> _The data_

------

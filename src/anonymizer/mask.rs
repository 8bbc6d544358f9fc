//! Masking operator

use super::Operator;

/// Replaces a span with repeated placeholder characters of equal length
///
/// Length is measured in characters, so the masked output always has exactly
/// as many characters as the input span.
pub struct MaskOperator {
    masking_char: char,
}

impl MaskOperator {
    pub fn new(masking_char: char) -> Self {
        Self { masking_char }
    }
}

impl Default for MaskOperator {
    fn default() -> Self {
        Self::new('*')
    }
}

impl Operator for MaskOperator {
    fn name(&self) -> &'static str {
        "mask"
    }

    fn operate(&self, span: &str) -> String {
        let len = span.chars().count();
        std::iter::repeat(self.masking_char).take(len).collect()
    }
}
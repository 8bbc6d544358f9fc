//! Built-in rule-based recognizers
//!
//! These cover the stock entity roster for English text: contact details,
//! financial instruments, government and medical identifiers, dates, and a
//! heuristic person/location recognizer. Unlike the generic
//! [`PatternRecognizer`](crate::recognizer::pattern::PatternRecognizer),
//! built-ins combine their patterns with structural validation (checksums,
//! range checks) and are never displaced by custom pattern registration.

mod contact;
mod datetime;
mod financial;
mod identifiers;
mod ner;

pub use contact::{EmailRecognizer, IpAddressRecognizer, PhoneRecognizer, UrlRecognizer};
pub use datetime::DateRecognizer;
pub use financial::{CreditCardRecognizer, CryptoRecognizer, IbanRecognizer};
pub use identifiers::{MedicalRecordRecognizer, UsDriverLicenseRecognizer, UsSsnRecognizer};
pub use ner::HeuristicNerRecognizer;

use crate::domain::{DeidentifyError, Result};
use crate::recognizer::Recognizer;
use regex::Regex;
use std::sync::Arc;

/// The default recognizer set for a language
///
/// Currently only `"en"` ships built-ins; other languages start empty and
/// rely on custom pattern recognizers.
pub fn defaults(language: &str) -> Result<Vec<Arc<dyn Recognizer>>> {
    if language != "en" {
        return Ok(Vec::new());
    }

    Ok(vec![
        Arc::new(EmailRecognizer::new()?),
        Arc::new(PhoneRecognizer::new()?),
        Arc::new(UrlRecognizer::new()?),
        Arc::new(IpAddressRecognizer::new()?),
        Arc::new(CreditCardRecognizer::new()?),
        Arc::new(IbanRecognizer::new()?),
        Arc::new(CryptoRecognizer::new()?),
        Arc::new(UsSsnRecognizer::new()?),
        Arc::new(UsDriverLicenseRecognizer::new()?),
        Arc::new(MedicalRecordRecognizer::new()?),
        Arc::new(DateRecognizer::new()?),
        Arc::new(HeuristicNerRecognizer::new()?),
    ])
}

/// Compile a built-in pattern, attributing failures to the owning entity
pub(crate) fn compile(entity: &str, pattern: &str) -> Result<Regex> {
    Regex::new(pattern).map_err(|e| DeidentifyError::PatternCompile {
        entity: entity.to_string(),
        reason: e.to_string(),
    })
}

------

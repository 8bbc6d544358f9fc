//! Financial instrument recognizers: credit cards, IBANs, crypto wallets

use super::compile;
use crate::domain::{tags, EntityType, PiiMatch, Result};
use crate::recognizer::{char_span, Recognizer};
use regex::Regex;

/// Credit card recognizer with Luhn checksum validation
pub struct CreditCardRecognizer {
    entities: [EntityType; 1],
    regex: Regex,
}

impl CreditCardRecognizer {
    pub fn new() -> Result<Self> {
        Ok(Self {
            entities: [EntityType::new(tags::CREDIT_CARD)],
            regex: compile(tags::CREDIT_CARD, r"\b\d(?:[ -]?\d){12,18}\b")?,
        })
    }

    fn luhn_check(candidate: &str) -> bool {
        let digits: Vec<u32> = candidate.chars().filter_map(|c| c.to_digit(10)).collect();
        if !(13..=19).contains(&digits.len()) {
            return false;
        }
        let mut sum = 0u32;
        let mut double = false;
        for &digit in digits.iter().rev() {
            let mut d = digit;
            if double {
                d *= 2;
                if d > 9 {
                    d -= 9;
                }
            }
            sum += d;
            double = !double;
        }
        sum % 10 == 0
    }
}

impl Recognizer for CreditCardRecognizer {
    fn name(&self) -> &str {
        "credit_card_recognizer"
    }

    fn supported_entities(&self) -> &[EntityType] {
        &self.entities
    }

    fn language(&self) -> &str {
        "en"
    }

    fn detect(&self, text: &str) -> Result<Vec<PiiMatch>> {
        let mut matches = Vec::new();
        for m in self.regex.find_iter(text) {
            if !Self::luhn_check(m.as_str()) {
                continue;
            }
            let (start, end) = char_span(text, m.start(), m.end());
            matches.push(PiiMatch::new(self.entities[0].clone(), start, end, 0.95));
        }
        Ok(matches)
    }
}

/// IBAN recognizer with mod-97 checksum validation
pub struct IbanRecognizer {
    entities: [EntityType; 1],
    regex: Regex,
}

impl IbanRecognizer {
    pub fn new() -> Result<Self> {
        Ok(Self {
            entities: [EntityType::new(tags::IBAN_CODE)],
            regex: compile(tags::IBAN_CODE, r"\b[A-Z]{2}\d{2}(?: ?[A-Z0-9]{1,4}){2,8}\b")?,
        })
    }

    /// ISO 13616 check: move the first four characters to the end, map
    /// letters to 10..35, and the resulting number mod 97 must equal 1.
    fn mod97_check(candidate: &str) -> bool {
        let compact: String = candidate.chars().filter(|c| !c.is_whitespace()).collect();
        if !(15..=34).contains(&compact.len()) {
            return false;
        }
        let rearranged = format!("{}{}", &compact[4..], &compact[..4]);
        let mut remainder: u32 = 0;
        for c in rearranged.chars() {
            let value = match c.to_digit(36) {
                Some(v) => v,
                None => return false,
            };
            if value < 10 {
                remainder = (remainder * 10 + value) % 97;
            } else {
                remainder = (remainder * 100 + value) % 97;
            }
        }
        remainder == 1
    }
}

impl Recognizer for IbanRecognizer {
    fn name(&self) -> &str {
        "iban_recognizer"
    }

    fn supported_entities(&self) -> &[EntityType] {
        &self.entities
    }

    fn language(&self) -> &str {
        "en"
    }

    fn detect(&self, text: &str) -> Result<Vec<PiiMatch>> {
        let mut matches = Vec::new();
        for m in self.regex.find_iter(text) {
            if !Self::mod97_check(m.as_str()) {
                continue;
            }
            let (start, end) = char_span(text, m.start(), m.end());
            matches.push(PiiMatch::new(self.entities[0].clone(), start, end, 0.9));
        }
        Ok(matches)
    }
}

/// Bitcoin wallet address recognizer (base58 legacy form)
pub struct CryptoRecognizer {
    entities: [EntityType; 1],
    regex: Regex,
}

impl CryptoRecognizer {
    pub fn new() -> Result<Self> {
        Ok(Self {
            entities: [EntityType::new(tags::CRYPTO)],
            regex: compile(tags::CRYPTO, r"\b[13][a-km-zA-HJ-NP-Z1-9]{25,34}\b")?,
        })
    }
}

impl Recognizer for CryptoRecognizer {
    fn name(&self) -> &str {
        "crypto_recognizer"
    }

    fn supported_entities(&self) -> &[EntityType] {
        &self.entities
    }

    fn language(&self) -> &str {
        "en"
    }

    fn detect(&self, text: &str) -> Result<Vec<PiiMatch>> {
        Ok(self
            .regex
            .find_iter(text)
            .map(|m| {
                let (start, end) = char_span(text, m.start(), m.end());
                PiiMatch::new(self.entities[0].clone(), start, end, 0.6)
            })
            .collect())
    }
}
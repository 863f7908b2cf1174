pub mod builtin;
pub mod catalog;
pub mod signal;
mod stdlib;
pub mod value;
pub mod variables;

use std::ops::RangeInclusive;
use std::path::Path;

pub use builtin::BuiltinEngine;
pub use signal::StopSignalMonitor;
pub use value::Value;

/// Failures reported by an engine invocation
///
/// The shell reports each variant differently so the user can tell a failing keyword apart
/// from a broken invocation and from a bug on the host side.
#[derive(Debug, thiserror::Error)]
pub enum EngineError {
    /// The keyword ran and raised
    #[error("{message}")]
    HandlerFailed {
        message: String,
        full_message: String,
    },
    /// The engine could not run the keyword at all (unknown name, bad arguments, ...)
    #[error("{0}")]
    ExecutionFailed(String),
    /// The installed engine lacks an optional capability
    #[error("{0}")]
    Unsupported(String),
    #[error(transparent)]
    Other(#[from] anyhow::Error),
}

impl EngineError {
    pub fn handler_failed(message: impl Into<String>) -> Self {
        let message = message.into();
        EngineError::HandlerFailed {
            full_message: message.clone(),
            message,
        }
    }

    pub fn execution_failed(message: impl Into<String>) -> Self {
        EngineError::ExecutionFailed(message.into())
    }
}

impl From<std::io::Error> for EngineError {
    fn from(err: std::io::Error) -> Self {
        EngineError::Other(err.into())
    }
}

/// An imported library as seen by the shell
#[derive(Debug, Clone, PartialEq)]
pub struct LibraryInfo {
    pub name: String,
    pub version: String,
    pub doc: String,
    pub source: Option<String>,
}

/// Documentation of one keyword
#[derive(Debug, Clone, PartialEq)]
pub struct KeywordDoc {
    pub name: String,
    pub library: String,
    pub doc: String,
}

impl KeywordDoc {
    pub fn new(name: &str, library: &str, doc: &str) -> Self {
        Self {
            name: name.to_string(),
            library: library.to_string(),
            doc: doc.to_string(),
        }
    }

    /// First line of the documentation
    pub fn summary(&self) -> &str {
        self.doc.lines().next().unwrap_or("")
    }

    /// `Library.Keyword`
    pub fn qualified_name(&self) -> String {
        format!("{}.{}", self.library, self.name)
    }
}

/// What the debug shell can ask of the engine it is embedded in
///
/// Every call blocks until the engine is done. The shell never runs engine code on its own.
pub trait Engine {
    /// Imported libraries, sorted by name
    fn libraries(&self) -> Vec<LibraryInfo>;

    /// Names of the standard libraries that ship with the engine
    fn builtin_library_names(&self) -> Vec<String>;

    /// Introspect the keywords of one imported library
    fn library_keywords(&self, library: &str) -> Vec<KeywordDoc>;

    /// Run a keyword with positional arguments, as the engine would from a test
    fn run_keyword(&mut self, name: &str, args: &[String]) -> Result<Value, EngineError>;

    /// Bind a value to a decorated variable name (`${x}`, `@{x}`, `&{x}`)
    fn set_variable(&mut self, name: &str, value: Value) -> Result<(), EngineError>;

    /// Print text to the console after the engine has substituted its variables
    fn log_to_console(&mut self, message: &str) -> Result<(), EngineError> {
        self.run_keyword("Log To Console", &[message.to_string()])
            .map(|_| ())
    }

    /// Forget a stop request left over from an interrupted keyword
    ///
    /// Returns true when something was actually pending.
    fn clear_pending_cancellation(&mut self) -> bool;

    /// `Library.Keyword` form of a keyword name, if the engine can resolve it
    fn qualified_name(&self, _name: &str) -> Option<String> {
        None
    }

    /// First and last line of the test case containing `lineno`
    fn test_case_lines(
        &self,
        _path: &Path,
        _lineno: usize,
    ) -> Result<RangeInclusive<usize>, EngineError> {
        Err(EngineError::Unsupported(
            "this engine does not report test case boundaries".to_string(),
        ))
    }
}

------

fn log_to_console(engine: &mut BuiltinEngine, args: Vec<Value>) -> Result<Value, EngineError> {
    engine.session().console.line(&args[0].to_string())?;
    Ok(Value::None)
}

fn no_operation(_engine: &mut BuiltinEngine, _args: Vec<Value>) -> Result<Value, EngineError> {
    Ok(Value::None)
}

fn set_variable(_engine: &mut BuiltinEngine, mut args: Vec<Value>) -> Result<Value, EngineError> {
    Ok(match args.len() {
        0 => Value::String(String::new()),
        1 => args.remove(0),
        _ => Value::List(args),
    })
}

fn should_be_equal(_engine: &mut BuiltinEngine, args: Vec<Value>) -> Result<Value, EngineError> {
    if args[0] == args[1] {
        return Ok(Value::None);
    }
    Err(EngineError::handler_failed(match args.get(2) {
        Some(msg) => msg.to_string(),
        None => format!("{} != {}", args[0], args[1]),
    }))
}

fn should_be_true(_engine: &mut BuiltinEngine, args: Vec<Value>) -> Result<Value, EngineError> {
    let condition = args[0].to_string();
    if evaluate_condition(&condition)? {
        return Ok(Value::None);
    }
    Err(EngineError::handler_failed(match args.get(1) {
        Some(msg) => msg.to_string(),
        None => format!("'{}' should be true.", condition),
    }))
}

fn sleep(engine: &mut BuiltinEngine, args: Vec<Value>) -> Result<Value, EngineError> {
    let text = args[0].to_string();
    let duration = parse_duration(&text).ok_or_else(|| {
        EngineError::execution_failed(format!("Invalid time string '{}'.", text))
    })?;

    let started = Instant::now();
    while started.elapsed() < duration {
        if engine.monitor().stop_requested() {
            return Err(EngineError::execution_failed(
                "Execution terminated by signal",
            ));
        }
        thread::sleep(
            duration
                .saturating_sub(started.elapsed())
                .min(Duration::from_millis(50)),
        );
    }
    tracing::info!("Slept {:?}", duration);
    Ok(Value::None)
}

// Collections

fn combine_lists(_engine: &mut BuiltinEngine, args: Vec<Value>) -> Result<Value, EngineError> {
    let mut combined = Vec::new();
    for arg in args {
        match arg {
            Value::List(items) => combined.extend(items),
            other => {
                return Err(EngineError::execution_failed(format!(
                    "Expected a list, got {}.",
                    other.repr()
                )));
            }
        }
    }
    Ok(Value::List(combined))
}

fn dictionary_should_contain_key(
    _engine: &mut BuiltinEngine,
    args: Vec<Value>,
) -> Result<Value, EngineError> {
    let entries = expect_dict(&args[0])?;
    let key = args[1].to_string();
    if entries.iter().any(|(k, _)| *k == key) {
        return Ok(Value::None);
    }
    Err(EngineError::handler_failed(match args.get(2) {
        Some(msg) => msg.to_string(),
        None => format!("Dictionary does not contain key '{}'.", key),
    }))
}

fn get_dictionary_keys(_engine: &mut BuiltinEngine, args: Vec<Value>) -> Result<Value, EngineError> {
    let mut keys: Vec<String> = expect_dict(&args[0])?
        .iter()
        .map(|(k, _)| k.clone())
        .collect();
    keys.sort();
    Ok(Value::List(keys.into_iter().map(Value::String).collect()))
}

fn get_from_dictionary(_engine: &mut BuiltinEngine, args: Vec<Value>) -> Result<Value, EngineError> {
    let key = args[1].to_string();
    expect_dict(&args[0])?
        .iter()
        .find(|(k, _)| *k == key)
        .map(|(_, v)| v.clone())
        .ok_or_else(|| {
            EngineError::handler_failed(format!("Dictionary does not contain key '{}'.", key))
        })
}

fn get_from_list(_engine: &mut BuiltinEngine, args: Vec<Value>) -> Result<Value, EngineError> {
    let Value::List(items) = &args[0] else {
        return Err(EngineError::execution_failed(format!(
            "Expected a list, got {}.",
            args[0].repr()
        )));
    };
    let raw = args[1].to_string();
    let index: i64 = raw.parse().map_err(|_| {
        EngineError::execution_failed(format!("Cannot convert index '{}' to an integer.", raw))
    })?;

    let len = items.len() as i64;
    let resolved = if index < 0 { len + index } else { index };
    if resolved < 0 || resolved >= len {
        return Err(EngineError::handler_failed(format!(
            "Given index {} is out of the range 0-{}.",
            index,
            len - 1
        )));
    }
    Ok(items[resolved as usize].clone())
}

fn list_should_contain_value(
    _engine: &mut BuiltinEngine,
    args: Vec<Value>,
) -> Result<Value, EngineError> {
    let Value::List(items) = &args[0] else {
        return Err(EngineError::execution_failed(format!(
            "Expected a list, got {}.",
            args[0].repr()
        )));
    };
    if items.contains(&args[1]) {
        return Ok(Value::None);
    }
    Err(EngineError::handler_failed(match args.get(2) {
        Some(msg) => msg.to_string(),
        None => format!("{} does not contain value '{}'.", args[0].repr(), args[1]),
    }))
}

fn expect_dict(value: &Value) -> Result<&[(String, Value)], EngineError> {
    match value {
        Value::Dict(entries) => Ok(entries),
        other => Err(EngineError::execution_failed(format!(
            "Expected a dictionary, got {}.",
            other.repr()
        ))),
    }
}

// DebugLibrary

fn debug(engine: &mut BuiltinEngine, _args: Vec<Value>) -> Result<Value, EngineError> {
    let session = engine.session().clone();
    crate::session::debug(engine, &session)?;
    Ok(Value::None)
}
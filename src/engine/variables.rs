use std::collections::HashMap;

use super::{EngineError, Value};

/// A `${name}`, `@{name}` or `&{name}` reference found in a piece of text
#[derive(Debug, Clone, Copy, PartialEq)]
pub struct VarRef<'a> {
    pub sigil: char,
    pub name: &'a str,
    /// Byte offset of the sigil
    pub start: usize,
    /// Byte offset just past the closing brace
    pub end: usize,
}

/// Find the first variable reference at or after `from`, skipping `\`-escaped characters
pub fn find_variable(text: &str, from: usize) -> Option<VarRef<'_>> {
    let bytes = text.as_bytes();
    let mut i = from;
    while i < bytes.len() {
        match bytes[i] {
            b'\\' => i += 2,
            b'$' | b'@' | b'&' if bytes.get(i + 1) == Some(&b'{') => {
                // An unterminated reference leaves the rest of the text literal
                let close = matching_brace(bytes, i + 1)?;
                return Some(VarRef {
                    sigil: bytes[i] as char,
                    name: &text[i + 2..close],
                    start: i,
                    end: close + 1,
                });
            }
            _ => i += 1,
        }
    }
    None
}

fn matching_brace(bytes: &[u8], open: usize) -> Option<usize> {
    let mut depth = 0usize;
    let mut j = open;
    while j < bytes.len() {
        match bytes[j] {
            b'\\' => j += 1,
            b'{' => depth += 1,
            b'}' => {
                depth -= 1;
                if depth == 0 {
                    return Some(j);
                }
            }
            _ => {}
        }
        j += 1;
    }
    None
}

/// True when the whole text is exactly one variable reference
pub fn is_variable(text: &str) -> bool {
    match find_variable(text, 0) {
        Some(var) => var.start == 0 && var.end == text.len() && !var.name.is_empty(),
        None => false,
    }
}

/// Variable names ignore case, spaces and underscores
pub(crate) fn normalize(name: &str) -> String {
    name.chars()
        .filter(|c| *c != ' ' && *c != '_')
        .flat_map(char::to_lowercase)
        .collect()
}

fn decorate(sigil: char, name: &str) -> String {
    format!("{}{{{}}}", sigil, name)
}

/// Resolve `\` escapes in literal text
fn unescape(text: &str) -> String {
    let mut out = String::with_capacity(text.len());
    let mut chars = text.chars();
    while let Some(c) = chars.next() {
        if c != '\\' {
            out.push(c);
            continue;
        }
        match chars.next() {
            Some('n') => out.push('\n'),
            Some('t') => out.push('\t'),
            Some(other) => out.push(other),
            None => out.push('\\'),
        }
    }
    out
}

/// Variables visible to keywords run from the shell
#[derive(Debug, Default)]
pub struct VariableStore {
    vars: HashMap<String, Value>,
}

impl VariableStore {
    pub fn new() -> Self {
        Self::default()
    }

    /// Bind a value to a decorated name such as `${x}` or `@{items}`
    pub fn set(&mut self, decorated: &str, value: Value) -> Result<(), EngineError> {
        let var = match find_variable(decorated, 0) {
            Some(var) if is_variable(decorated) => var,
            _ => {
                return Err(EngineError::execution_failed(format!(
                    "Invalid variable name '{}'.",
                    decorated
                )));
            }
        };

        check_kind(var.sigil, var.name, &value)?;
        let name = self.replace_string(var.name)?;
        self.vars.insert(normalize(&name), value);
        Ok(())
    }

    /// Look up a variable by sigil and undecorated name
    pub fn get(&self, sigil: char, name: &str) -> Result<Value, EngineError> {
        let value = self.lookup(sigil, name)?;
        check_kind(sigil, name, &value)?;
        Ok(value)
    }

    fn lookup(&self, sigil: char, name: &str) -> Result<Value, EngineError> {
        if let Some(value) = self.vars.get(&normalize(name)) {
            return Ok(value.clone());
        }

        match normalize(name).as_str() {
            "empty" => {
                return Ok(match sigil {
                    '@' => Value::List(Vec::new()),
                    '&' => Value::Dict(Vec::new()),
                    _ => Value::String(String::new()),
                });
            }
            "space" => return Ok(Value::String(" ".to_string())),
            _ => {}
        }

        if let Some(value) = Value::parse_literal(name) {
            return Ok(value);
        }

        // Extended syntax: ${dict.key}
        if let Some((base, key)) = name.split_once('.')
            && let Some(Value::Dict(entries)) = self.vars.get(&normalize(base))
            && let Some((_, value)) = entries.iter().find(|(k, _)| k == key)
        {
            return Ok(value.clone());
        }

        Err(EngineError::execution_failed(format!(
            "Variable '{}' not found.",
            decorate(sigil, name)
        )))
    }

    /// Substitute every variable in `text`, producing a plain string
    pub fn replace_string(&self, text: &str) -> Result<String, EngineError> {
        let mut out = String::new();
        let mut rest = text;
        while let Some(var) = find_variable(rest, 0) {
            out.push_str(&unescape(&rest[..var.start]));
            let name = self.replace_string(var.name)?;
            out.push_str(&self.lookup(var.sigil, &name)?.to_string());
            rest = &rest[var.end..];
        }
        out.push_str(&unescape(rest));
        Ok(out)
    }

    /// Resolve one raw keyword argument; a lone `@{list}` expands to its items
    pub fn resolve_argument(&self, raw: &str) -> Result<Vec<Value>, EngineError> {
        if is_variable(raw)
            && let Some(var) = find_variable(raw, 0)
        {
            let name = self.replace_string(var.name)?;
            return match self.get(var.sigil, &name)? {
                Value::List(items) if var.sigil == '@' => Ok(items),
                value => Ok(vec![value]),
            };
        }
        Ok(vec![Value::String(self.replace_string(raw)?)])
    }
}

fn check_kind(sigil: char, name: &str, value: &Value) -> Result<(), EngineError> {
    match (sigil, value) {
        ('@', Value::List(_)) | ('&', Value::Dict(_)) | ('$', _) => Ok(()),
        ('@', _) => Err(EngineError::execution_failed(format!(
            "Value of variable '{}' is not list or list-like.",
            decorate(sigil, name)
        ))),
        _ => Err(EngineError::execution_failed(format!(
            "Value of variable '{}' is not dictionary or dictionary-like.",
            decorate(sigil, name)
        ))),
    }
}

------

> _Work instruction_
For this task, write out exactly the lines of the entries above, starting at the line with "pub fn qualified_name(&self)" and ending at the line with "was actually pending.", both included, and no others.

> _Answer to this exercise_
    pub fn qualified_name(&self) -> String {
        format!("{}.{}", self.library, self.name)
    }
}

/// What the debug shell can ask of the engine it is embedded in
///
/// Every call blocks until the engine is done. The shell never runs engine code on its own.
pub trait Engine {
    /// Imported libraries, sorted by name
    fn libraries(&self) -> Vec<LibraryInfo>;

    /// Names of the standard libraries that ship with the engine
    fn builtin_library_names(&self) -> Vec<String>;

    /// Introspect the keywords of one imported library
    fn library_keywords(&self, library: &str) -> Vec<KeywordDoc>;

    /// Run a keyword with positional arguments, as the engine would from a test
    fn run_keyword(&mut self, name: &str, args: &[String]) -> Result<Value, EngineError>;

    /// Bind a value to a decorated variable name (`${x}`, `@{x}`, `&{x}`)
    fn set_variable(&mut self, name: &str, value: Value) -> Result<(), EngineError>;

    /// Print text to the console after the engine has substituted its variables
    fn log_to_console(&mut self, message: &str) -> Result<(), EngineError> {
        self.run_keyword("Log To Console", &[message.to_string()])
            .map(|_| ())
    }

    /// Forget a stop request left over from an interrupted keyword
    ///
    /// Returns true when something was actually pending.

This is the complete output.